[WORK TO COMPLETE]
Determine how many lines in the listing hold "whole" and give only that number.

[INPUT DATA]
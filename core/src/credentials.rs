//! Authentication material for resource requests.
//!
//! A [`Credentials`] value is built once and shared by reference (usually an
//! `Arc`) across every resource that needs it. It turns into at most one
//! request header: Basic `authorization` when a password is present, else the
//! session `cookie` verbatim.
//!
//! Basic auth is sent as-is. Whether the channel is encrypted is up to the
//! deployment, not this crate.

use std::fmt;

use base64::engine::general_purpose::STANDARD;
use base64::Engine as _;
use zeroize::Zeroize;

/// A secret string that is wiped on drop and never printed.
#[derive(Clone, PartialEq, Eq)]
struct Secret(String);

impl Secret {
    fn expose(&self) -> &str {
        &self.0
    }
}

impl fmt::Debug for Secret {
    fn fmt(&self, f: &mut fmt::Formatter<'_>) -> fmt::Result {
        f.write_str("[REDACTED]")
    }
}

impl Drop for Secret {
    fn drop(&mut self) {
        self.0.zeroize();
    }
}

/// A principal plus an optional password and/or session cookie.
///
/// Equality, `Debug`, and `Display` only look at the principal.
#[derive(Clone)]
pub struct Credentials {
    principal: String,
    password: Option<Secret>,
    cookie: Option<Secret>,
}

impl Credentials {
    pub fn new(principal: impl Into<String>) -> Self {
        Self {
            principal: principal.into(),
            password: None,
            cookie: None,
        }
    }

    pub fn with_password(mut self, password: impl Into<String>) -> Self {
        self.password = Some(Secret(password.into()));
        self
    }

    /// Session token sent as the `cookie` header, e.g. `USERTOKEN: value`.
    pub fn with_cookie(mut self, cookie: impl Into<String>) -> Self {
        self.cookie = Some(Secret(cookie.into()));
        self
    }

    pub fn principal(&self) -> &str {
        &self.principal
    }

    pub fn has_password(&self) -> bool {
        self.password.is_some()
    }

    pub fn has_cookie(&self) -> bool {
        self.cookie.is_some()
    }

    /// The single auth header these credentials produce, if any. A password
    /// wins over a cookie.
    pub fn headers(&self) -> Vec<(String, String)> {
        if let Some(password) = &self.password {
            let token = STANDARD.encode(format!("{}:{}", self.principal, password.expose()));
            return vec![("authorization".to_string(), format!("Basic {token}"))];
        }
        if let Some(cookie) = &self.cookie {
            return vec![("cookie".to_string(), cookie.expose().to_string())];
        }
        Vec::new()
    }
}

impl PartialEq for Credentials {
    fn eq(&self, other: &Self) -> bool {
        self.principal == other.principal
    }
}

impl Eq for Credentials {}

impl fmt::Debug for Credentials {
    fn fmt(&self, f: &mut fmt::Formatter<'_>) -> fmt::Result {
        write!(f, "<Credentials: {}>", self.principal)
    }
}

impl fmt::Display for Credentials {
    fn fmt(&self, f: &mut fmt::Formatter<'_>) -> fmt::Result {
        f.write_str(&self.principal)
    }
}
//! Collection queries and their delivered entries.
//!
//! # Design
//! A `ListObject` is identified by its [`ListQuery`] over one schema's
//! collection. The query is fixed at construction; [`ListObject::filter`],
//! [`ListObject::sort`] and [`ListObject::page`] return a new, undelivered
//! list instead of changing this one.
//!
//! Delivery follows the same rule as a single resource: the first access
//! fetches, later accesses reuse the memoized entries until
//! [`ListObject::reset`]. Entries are hydrated straight from the list
//! payload, so reading them never triggers a second request.

use std::cmp::Ordering;
use std::sync::Arc;

use serde_json::{Map, Value};
use tracing::debug;

use crate::classify::Outcome;
use crate::client::ApiClient;
use crate::credentials::Credentials;
use crate::error::{BadResponse, ResourceError};
use crate::fields::{unwrap_many, unwrap_one, Schema};
use crate::http::HttpMethod;
use crate::resource::RemoteObject;

const SEARCH_RESULT_KEY: &str = "searchResult";
const TOTAL_RESULTS_KEY: &str = "totalResults";

#[derive(Debug, Clone, Copy, PartialEq, Eq)]
pub enum SortDirection {
    Ascending,
    Descending,
}

impl SortDirection {
    pub fn as_str(self) -> &'static str {
        match self {
            SortDirection::Ascending => "asc",
            SortDirection::Descending => "desc",
        }
    }
}

/// Server-side filter, sort and paging parameters for a collection.
#[derive(Debug, Clone, Default, PartialEq, Eq)]
pub struct ListQuery {
    filters: Vec<(String, String)>,
    sort: Option<(String, SortDirection)>,
    page: Option<(u32, u32)>,
}

impl ListQuery {
    pub fn new() -> Self {
        Self::default()
    }

    /// Adds `filter-<field>=<value>`. Repeating a field adds another value.
    pub fn filter(mut self, field: impl Into<String>, value: impl Into<String>) -> Self {
        self.filters.push((field.into(), value.into()));
        self
    }

    pub fn sort(mut self, field: impl Into<String>, direction: SortDirection) -> Self {
        self.sort = Some((field.into(), direction));
        self
    }

    /// One-based page number and page size.
    pub fn page(mut self, number: u32, size: u32) -> Self {
        self.page = Some((number, size));
        self
    }

    /// Query parameters in a stable order.
    pub fn params(&self) -> Vec<(String, String)> {
        let mut params: Vec<(String, String)> = self
            .filters
            .iter()
            .map(|(field, value)| (format!("filter-{field}"), value.clone()))
            .collect();
        if let Some((field, direction)) = &self.sort {
            params.push(("sortfield".to_string(), field.clone()));
            params.push(("sortdirection".to_string(), direction.as_str().to_string()));
        }
        if let Some((number, size)) = self.page {
            params.push(("pagenumber".to_string(), number.to_string()));
            params.push(("pagesize".to_string(), size.to_string()));
        }
        params
    }
}

#[derive(Debug, Clone)]
struct Delivered {
    entries: Vec<RemoteObject>,
    total_results: Option<u64>,
}

#[derive(Debug, Clone)]
pub struct ListObject {
    client: ApiClient,
    schema: Arc<Schema>,
    query: ListQuery,
    auth: Option<Arc<Credentials>>,
    delivered: Option<Delivered>,
}

impl ListObject {
    pub(crate) fn new(client: ApiClient, schema: Arc<Schema>, query: ListQuery) -> Self {
        Self {
            client,
            schema,
            query,
            auth: None,
            delivered: None,
        }
    }

    /// Sends these credentials when delivering; entries inherit them.
    pub fn with_auth(mut self, auth: Arc<Credentials>) -> Self {
        self.auth = Some(auth);
        self
    }

    pub fn auth(&self) -> Option<&Arc<Credentials>> {
        self.auth.as_ref()
    }

    pub fn query(&self) -> &ListQuery {
        &self.query
    }

    pub fn schema(&self) -> &Arc<Schema> {
        &self.schema
    }

    /// Name used in messages, e.g. `TestCaseList`.
    pub fn type_name(&self) -> String {
        format!("{}List", self.schema.type_name())
    }

    pub fn is_delivered(&self) -> bool {
        self.delivered.is_some()
    }

    pub fn filter(&self, field: impl Into<String>, value: impl Into<String>) -> Self {
        self.derive(self.query.clone().filter(field, value))
    }

    pub fn sort(&self, field: impl Into<String>, direction: SortDirection) -> Self {
        self.derive(self.query.clone().sort(field, direction))
    }

    pub fn page(&self, number: u32, size: u32) -> Self {
        self.derive(self.query.clone().page(number, size))
    }

    fn derive(&self, query: ListQuery) -> Self {
        Self {
            client: self.client.clone(),
            schema: Arc::clone(&self.schema),
            query,
            auth: self.auth.clone(),
            delivered: None,
        }
    }

    pub fn deliver(&mut self) -> Result<(), ResourceError> {
        self.delivered()?;
        Ok(())
    }

    pub fn reset(&mut self) {
        self.delivered = None;
    }

    fn delivered(&mut self) -> Result<&mut Delivered, ResourceError> {
        let delivered = match self.delivered.take() {
            Some(delivered) => delivered,
            None => self.fetch()?,
        };
        Ok(self.delivered.insert(delivered))
    }

    fn fetch(&self) -> Result<Delivered, ResourceError> {
        let type_name = self.type_name();
        let url = self.client.resolve(self.schema.collection())?;
        let params = self.query.params();
        debug!(resource = %type_name, url = %url, params = params.len(), "delivering list");

        let exchange = self.client.execute(
            HttpMethod::Get,
            self.schema.is_cached(),
            &url,
            &params,
            self.auth.as_deref(),
            None,
            &type_name,
        )?;

        match exchange.outcome {
            Outcome::Payload { body, .. } => self.parse(&self.client.normalize(body)),
            Outcome::NoContent => Ok(Delivered {
                entries: Vec::new(),
                total_results: Some(0),
            }),
            Outcome::Redirect { .. } => Err(ResourceError::BadResponse(
                BadResponse::TooManyRedirects {
                    resource: type_name,
                    url: exchange.sent_url,
                },
            )),
        }
    }

    /// Accepts `searchResult` envelopes as well as a bare plural or type
    /// wrapper at the top level.
    fn parse(&self, body: &Value) -> Result<Delivered, ResourceError> {
        let envelope = body.get(SEARCH_RESULT_KEY).and_then(unwrap_one);
        let container: Option<&Map<String, Value>> = envelope.or_else(|| body.as_object());
        let total_results = envelope
            .and_then(|e| e.get(TOTAL_RESULTS_KEY))
            .and_then(|total| match total {
                Value::Number(n) => n.as_u64(),
                Value::String(s) => s.parse().ok(),
                _ => None,
            });

        let api_name = self.schema.api_name();
        let payloads: Vec<&Map<String, Value>> = match container {
            Some(container) => match container.get(self.schema.plural()) {
                Some(plural) => unwrap_many(plural)
                    .into_iter()
                    .filter_map(|group| group.get(api_name))
                    .flat_map(unwrap_many)
                    .collect(),
                None => container.get(api_name).map(unwrap_many).unwrap_or_default(),
            },
            None => Vec::new(),
        };

        let entries = payloads
            .into_iter()
            .map(|payload| {
                RemoteObject::from_payload(
                    self.client.clone(),
                    Arc::clone(&self.schema),
                    self.auth.clone(),
                    payload,
                )
            })
            .collect::<Result<Vec<_>, _>>()?;
        debug!(resource = %self.type_name(), entries = entries.len(), "list delivered");

        Ok(Delivered {
            entries,
            total_results,
        })
    }

    /// Entries in server order.
    pub fn entries(&mut self) -> Result<&[RemoteObject], ResourceError> {
        Ok(&self.delivered()?.entries)
    }

    pub fn get(&mut self, index: usize) -> Result<Option<&RemoteObject>, ResourceError> {
        Ok(self.delivered()?.entries.get(index))
    }

    pub fn get_mut(&mut self, index: usize) -> Result<Option<&mut RemoteObject>, ResourceError> {
        Ok(self.delivered()?.entries.get_mut(index))
    }

    pub fn len(&mut self) -> Result<usize, ResourceError> {
        Ok(self.delivered()?.entries.len())
    }

    pub fn is_empty(&mut self) -> Result<bool, ResourceError> {
        Ok(self.len()? == 0)
    }

    pub fn iter(&mut self) -> Result<std::slice::Iter<'_, RemoteObject>, ResourceError> {
        Ok(self.delivered()?.entries.iter())
    }

    /// The server's count across all pages, when it reports one.
    pub fn total_results(&mut self) -> Result<Option<u64>, ResourceError> {
        Ok(self.delivered()?.total_results)
    }

    /// Entries ordered by one field, ties kept in server order. Entries
    /// without the field sort last. The list itself is not reordered.
    pub fn sorted_by(&mut self, field: &str) -> Result<Vec<&RemoteObject>, ResourceError> {
        let mut sorted: Vec<&RemoteObject> = self.delivered()?.entries.iter().collect();
        sorted.sort_by(|a, b| compare_values(a.peek_field(field), b.peek_field(field)));
        Ok(sorted)
    }

    pub fn into_entries(mut self) -> Result<Vec<RemoteObject>, ResourceError> {
        self.delivered()?;
        Ok(self
            .delivered
            .map(|delivered| delivered.entries)
            .unwrap_or_default())
    }
}

fn compare_values(a: Option<&Value>, b: Option<&Value>) -> Ordering {
    match (a, b) {
        (None, None) => Ordering::Equal,
        (None, Some(_)) => Ordering::Greater,
        (Some(_), None) => Ordering::Less,
        (Some(Value::Number(x)), Some(Value::Number(y))) => {
            let x = x.as_f64().unwrap_or(f64::NAN);
            let y = y.as_f64().unwrap_or(f64::NAN);
            x.partial_cmp(&y).unwrap_or(Ordering::Equal)
        }
        (Some(Value::String(x)), Some(Value::String(y))) => x.cmp(y),
        (Some(Value::Bool(x)), Some(Value::Bool(y))) => x.cmp(y),
        (Some(x), Some(y)) => x.to_string().cmp(&y.to_string()),
    }
}
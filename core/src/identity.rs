//! Resource identity: who a payload is, which version, and where it lives.

use serde_json::{Map, Value};
use url::Url;

use crate::classify::excerpt;
use crate::error::FieldError;
use crate::fields::IDENTITY_KEY;

/// The `(id, version, location)` triple of a delivered resource.
///
/// Each part is `None` until a payload carrying it has been delivered.
/// `None` means "unknown", never "empty".
#[derive(Debug, Clone, Default, PartialEq, Eq)]
pub struct ResourceIdentity {
    id: Option<String>,
    version: Option<String>,
    location: Option<Url>,
}

impl ResourceIdentity {
    pub fn unknown() -> Self {
        Self::default()
    }

    /// Reads the `resourceIdentity` sub-object of a normalized payload.
    /// Relative `url`s resolve against `base`.
    pub fn from_payload(
        resource: &str,
        payload: &Map<String, Value>,
        base: &Url,
    ) -> Result<Self, FieldError> {
        let Some(raw) = payload.get(IDENTITY_KEY) else {
            return Ok(Self::unknown());
        };
        let mismatch = |field: &str, expected: &'static str, actual: &Value| FieldError::Mismatch {
            resource: resource.to_string(),
            field: format!("{IDENTITY_KEY}.{field}"),
            expected,
            actual: excerpt(&actual.to_string()),
        };
        let object = match raw {
            Value::Object(object) => object,
            Value::Null => return Ok(Self::unknown()),
            other => {
                return Err(FieldError::Mismatch {
                    resource: resource.to_string(),
                    field: IDENTITY_KEY.to_string(),
                    expected: "an object",
                    actual: excerpt(&other.to_string()),
                })
            }
        };

        let text = |field: &str| -> Result<Option<String>, FieldError> {
            match object.get(field) {
                None | Some(Value::Null) => Ok(None),
                Some(Value::String(s)) => Ok(Some(s.clone())),
                Some(Value::Number(n)) => Ok(Some(n.to_string())),
                Some(other) => Err(mismatch(field, "a scalar", other)),
            }
        };

        let location = match text("url")? {
            Some(url) => Some(base.join(&url).map_err(|_| {
                mismatch("url", "a resolvable URL", &Value::String(url.clone()))
            })?),
            None => None,
        };

        Ok(Self {
            id: text("id")?,
            version: text("version")?,
            location,
        })
    }

    pub fn id(&self) -> Option<&str> {
        self.id.as_deref()
    }

    /// The optimistic concurrency token sent as `originalVersionId`.
    pub fn version(&self) -> Option<&str> {
        self.version.as_deref()
    }

    pub fn location(&self) -> Option<&Url> {
        self.location.as_ref()
    }

    pub fn is_known(&self) -> bool {
        self.id.is_some() || self.version.is_some() || self.location.is_some()
    }
}
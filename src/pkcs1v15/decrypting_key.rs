use super::{decrypt, encrypt, max_segment_len, EncryptingKey};
use crate::{
    errors::{Error, Result},
    traits::{Decryptor, EncryptingKeypair, RandomizedDecryptor, RandomizedEncryptor},
};
use alloc::vec::Vec;
use num_bigint::BigUint;
use rand_core::CryptoRngCore;
use rsa::{traits::PublicKeyParts, RsaPrivateKey};
use zeroize::ZeroizeOnDrop;

/// Decryption key for chunked PKCS#1 v1.5 decryption.
///
/// Holds the whole key pair, so it can encrypt as well.
#[derive(Debug, Clone, PartialEq)]
pub struct DecryptingKey {
    inner: RsaPrivateKey,
}

impl DecryptingKey {
    /// Generate a new two-prime key pair.
    ///
    /// `bit_size` must be a multiple of 8 and large enough to leave room for
    /// the 11 bytes of PKCS#1 v1.5 padding. 1024 is common, 2048 for anything
    /// that matters. `e` is usually 65537.
    pub fn new<R: CryptoRngCore + ?Sized>(
        mut rng: &mut R,
        bit_size: usize,
        e: u64,
    ) -> Result<Self> {
        if bit_size % 8 != 0 {
            return Err(Error::InvalidKeySize(bit_size));
        }
        max_segment_len(bit_size / 8)?;

        let key = RsaPrivateKey::new_with_exp(&mut rng, bit_size, &BigUint::from(e))
            .map_err(Error::Rsa)?;
        Self::from_key(key)
    }

    /// Generate a new key pair using the operating system's random source.
    #[cfg(feature = "getrandom")]
    pub fn generate(bit_size: usize, e: u64) -> Result<Self> {
        Self::new(&mut rand_core::OsRng, bit_size, e)
    }

    /// Wrap an existing RSA private key.
    ///
    /// Fails if the modulus cannot hold a single byte of message.
    pub fn from_key(key: RsaPrivateKey) -> Result<Self> {
        max_segment_len(key.size())?;
        Ok(Self { inner: key })
    }

    /// Big-endian bytes of the modulus.
    pub fn n_bytes(&self) -> Vec<u8> {
        self.inner.n().to_bytes_be()
    }

    /// Public exponent.
    pub fn e(&self) -> &BigUint {
        self.inner.e()
    }

    /// Modulus size in bytes.
    pub fn size(&self) -> usize {
        self.inner.size()
    }
}

impl Decryptor for DecryptingKey {
    fn decrypt(&self, ciphertext: &[u8]) -> Result<Vec<u8>> {
        decrypt::<dyn CryptoRngCore>(None, &self.inner, ciphertext)
    }
}

impl RandomizedDecryptor for DecryptingKey {
    fn decrypt_with_rng<R: CryptoRngCore + ?Sized>(
        &self,
        rng: &mut R,
        ciphertext: &[u8],
    ) -> Result<Vec<u8>> {
        decrypt(Some(rng), &self.inner, ciphertext)
    }
}

impl RandomizedEncryptor for DecryptingKey {
    fn encrypt_with_rng<R: CryptoRngCore + ?Sized>(
        &self,
        rng: &mut R,
        msg: &[u8],
    ) -> Result<Vec<u8>> {
        encrypt(rng, &self.inner.to_public_key(), msg)
    }
}

impl EncryptingKeypair for DecryptingKey {
    type EncryptingKey = EncryptingKey;
    fn encrypting_key(&self) -> EncryptingKey {
        EncryptingKey {
            inner: self.inner.to_public_key(),
        }
    }
}

impl AsRef<RsaPrivateKey> for DecryptingKey {
    fn as_ref(&self) -> &RsaPrivateKey {
        &self.inner
    }
}

impl TryFrom<RsaPrivateKey> for DecryptingKey {
    type Error = Error;

    fn try_from(key: RsaPrivateKey) -> Result<Self> {
        Self::from_key(key)
    }
}

impl ZeroizeOnDrop for DecryptingKey {}
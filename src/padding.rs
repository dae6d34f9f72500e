//! PKCS#7 padding as described in [RFC2315 § 10.3].
//!
//! Every padded buffer ends in `k` bytes of value `k`, where
//! `1 <= k <= block_size`. Input that is already block aligned gets a whole
//! extra block, so the padding is always present and self-describing.
//!
//! PKCS#5 ([RFC2898 § 6.1.1]) is the same scheme with an 8-byte block and is
//! available as [`Pkcs7Padding::pkcs5`].
//!
//! [RFC2315 § 10.3]: https://datatracker.ietf.org/doc/html/rfc2315#section-10.3
//! [RFC2898 § 6.1.1]: https://datatracker.ietf.org/doc/html/rfc2898#section-6.1.1

use alloc::vec::Vec;
use subtle::{Choice, ConstantTimeEq};

use crate::errors::{Error, Result};
use crate::traits::Padding;

/// Block size fixed by PKCS#5.
pub const PKCS5_BLOCK_SIZE: usize = 8;

/// PKCS#7 padding for a fixed block size.
#[derive(Clone, Copy, Debug, Eq, PartialEq)]
pub struct Pkcs7Padding {
    block_size: u8,
}

impl Pkcs7Padding {
    /// Create padding for blocks of `block_size` bytes.
    ///
    /// The padding length is stored in a single byte, so `block_size` must be
    /// in `1..=255`.
    pub fn new(block_size: usize) -> Result<Self> {
        match u8::try_from(block_size) {
            Ok(block_size) if block_size > 0 => Ok(Self { block_size }),
            _ => Err(Error::InvalidBlockSize(block_size)),
        }
    }

    /// PKCS#5 padding, i.e. PKCS#7 over 8-byte blocks.
    pub const fn pkcs5() -> Self {
        Self {
            block_size: PKCS5_BLOCK_SIZE as u8,
        }
    }

    /// Block size in bytes.
    pub fn block_size(&self) -> usize {
        self.block_size as usize
    }

    /// Validates the trailing padding of `buf` and returns its length.
    ///
    /// A trailing zero claims no padding and leaves `buf` as is.
    fn padding_len(&self, buf: &[u8]) -> Result<usize> {
        let value = *buf.last().ok_or(Error::Padding)?;
        let padding_len = value as usize;
        if padding_len > buf.len() {
            return Err(Error::Padding);
        }

        // The whole tail is compared even after a mismatch.
        let valid = buf[buf.len() - padding_len..]
            .iter()
            .fold(Choice::from(1), |valid, b| valid & b.ct_eq(&value));
        if !bool::from(valid) {
            return Err(Error::Padding);
        }

        Ok(padding_len)
    }
}

impl Padding for Pkcs7Padding {
    fn pad(&self, buf: &[u8]) -> Vec<u8> {
        let block_size = self.block_size();
        let padding_len = block_size - buf.len() % block_size;

        let mut out = Vec::with_capacity(buf.len() + padding_len);
        out.extend_from_slice(buf);
        out.resize(buf.len() + padding_len, padding_len as u8);
        out
    }

    fn unpad<'a>(&self, buf: &'a [u8]) -> Result<&'a [u8]> {
        let padding_len = self.padding_len(buf)?;
        Ok(&buf[..buf.len() - padding_len])
    }
}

[SOLUTION FOR THIS TASK]
3